| HOW TO COMPLETE THIS TASK |
Each line of the material holding the word "every" must be identified and copied.

| THE INPUT |
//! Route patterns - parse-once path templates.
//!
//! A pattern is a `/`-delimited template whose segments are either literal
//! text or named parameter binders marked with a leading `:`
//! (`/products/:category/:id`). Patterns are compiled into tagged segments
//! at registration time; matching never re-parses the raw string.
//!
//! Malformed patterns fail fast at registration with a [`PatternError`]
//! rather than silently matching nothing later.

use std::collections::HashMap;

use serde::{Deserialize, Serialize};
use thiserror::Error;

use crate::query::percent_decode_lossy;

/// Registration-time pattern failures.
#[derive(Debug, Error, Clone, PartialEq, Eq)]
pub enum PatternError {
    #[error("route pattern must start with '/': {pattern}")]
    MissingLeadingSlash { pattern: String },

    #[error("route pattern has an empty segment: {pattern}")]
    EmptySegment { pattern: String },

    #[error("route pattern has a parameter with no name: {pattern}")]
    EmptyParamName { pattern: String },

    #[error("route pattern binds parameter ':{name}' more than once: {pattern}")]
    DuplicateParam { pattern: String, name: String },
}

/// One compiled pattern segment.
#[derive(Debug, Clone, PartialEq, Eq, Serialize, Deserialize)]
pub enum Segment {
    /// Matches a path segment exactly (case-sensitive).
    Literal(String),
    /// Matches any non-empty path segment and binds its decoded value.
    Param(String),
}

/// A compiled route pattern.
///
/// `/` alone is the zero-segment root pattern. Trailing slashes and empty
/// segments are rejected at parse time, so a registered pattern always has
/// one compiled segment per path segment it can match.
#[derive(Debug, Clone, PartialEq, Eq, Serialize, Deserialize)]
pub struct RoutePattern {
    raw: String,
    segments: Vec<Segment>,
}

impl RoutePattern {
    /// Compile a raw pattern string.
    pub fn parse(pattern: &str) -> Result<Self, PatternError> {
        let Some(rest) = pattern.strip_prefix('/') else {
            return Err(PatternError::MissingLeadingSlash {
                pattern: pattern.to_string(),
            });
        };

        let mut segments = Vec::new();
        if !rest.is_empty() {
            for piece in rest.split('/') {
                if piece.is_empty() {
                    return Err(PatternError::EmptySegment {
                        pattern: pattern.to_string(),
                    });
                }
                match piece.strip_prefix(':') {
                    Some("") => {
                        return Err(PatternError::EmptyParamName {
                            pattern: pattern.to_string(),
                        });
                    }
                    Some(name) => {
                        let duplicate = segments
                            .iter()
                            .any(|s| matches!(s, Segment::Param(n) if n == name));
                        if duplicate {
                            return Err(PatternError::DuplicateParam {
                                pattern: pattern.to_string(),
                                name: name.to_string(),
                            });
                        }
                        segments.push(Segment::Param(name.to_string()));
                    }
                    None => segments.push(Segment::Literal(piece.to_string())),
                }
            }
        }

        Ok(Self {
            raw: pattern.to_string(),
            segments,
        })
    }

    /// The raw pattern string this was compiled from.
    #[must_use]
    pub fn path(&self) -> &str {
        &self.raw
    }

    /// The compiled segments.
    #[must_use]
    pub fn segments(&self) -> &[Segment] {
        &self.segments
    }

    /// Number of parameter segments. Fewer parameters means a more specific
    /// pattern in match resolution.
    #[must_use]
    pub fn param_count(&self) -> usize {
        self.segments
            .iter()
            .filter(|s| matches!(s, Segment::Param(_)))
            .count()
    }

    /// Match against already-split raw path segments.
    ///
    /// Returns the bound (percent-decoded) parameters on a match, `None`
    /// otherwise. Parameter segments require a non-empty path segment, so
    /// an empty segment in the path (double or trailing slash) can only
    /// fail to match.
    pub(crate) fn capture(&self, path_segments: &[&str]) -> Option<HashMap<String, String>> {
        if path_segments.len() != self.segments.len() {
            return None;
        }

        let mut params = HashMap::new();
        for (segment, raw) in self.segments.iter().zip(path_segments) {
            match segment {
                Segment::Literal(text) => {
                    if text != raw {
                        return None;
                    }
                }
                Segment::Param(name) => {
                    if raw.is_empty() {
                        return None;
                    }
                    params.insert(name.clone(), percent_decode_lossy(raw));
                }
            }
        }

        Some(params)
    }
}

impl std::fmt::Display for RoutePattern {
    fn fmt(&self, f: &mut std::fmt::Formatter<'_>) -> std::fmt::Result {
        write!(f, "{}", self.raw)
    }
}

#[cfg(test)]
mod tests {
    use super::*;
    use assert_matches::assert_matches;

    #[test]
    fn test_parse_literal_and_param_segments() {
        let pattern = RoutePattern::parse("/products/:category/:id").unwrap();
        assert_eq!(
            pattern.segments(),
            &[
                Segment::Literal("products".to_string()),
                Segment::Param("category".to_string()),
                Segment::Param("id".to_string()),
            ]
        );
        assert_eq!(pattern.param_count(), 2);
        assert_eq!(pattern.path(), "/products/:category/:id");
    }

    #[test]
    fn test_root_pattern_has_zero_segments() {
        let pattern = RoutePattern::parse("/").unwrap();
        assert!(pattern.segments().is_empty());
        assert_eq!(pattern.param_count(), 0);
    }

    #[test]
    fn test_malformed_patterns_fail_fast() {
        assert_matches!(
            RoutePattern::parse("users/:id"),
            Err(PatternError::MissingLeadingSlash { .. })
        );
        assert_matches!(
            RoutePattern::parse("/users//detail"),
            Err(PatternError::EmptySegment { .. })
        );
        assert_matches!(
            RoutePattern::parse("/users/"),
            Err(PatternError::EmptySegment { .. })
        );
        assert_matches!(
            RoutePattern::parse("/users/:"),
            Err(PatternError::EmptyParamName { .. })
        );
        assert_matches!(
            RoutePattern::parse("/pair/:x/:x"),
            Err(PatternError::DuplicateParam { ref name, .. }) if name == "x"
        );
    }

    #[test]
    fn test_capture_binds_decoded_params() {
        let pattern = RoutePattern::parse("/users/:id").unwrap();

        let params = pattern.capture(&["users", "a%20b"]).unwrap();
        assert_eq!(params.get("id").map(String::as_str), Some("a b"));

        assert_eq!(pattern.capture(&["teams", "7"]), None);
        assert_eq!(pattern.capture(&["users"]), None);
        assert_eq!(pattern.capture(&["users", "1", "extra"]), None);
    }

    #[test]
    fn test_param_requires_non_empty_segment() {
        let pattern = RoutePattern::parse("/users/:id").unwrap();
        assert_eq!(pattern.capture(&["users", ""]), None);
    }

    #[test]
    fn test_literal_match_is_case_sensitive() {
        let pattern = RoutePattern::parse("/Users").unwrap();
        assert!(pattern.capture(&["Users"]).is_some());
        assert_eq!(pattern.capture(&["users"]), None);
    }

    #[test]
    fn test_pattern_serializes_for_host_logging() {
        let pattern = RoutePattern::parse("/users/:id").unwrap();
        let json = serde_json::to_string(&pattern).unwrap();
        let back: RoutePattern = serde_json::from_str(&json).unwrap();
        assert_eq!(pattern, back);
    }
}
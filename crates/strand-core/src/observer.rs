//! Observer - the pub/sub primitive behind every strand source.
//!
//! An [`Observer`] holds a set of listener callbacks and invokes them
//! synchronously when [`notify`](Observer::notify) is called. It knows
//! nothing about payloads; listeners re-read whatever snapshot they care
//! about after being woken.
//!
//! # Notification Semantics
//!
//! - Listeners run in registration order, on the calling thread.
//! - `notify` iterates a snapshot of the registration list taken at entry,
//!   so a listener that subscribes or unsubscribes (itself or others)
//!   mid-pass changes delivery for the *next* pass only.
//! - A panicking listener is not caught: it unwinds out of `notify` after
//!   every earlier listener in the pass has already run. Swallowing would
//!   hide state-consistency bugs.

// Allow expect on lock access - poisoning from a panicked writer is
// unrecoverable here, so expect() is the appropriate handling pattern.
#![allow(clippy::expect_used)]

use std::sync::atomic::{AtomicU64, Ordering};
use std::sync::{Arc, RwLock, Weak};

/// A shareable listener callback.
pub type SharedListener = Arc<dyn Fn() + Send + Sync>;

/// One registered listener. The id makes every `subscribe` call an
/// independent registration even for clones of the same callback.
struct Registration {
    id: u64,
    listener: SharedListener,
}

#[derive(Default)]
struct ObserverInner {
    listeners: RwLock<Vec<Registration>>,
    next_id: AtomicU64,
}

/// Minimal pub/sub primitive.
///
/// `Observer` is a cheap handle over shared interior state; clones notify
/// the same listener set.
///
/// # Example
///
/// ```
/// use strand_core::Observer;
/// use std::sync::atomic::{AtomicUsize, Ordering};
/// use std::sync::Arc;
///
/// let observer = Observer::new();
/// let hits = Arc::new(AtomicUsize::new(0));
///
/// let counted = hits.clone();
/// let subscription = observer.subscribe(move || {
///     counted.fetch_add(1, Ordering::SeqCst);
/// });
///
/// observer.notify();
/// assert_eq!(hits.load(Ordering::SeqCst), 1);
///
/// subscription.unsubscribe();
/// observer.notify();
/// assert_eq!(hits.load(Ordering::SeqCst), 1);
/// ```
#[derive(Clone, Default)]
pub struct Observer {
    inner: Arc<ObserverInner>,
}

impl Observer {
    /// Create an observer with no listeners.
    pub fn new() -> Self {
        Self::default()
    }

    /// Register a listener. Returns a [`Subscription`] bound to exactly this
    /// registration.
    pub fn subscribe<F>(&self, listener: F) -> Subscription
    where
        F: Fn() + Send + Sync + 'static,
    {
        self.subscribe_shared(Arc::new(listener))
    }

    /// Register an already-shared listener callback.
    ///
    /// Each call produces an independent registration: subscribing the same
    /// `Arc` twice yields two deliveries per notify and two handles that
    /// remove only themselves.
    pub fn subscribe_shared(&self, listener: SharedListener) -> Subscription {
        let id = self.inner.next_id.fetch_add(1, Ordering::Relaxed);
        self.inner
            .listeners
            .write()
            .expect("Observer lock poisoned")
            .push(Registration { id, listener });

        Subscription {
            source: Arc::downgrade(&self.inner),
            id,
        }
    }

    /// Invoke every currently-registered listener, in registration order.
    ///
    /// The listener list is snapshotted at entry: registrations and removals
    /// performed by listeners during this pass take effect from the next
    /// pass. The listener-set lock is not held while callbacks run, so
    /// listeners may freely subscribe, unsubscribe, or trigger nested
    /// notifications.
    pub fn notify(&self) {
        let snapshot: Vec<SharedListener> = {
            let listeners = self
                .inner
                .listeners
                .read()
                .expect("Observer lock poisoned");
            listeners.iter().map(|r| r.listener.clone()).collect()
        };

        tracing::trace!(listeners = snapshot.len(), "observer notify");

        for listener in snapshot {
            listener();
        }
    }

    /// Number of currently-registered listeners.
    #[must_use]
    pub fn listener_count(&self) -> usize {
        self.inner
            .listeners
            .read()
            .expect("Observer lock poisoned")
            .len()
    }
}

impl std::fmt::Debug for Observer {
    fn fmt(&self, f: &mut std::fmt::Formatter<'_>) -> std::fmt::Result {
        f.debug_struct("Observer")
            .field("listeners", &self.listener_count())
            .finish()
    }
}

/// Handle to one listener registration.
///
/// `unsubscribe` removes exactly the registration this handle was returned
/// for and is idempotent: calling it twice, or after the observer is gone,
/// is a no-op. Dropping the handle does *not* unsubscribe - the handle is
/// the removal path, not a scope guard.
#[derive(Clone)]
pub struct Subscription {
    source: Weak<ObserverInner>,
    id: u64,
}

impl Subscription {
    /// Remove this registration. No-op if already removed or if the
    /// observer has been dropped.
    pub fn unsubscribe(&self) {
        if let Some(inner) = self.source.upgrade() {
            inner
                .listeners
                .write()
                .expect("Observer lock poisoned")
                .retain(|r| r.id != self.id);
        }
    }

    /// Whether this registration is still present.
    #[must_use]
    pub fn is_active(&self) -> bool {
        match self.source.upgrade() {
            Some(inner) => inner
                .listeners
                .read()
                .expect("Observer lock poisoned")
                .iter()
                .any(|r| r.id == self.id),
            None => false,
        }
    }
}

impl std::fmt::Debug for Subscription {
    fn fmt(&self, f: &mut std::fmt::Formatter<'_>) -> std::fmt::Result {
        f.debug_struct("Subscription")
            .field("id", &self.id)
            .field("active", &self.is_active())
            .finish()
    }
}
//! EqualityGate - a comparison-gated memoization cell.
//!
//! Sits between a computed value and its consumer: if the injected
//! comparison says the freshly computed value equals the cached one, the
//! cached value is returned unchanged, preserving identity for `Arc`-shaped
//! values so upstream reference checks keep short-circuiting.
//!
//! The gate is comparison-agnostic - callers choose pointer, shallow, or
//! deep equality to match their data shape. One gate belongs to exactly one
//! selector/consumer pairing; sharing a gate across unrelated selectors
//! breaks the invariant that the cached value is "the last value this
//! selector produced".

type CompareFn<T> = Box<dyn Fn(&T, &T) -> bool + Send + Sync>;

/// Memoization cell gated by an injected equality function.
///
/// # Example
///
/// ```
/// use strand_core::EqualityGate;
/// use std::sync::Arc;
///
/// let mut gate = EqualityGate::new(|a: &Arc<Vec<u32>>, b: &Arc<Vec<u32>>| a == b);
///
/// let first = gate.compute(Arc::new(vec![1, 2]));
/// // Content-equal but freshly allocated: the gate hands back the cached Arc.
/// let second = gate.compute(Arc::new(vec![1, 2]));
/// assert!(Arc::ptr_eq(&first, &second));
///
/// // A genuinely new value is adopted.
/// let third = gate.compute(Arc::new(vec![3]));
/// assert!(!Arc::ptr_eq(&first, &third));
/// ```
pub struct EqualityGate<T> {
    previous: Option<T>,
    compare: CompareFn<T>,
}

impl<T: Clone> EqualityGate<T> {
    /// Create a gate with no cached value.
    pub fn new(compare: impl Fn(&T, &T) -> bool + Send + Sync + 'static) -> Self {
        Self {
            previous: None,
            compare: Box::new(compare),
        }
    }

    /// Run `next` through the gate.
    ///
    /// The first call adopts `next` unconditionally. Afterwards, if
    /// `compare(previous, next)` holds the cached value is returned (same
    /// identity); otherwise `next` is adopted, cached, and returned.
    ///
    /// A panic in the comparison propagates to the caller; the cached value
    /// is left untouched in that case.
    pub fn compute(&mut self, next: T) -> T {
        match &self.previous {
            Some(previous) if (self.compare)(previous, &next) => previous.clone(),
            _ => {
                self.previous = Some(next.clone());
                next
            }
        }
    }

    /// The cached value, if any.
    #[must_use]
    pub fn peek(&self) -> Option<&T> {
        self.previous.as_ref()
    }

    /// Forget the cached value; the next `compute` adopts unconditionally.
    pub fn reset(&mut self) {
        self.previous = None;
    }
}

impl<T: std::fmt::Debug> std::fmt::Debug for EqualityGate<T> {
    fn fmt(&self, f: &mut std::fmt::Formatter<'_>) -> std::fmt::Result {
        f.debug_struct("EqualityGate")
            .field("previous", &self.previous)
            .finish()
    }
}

| RESULT BELOW |
//! Observer - the pub/sub primitive behind every strand source.
//!   every earlier listener in the pass has already run. Swallowing would
/// One registered listener. The id makes every `subscribe` call an
    /// Invoke every currently-registered listener, in registration order.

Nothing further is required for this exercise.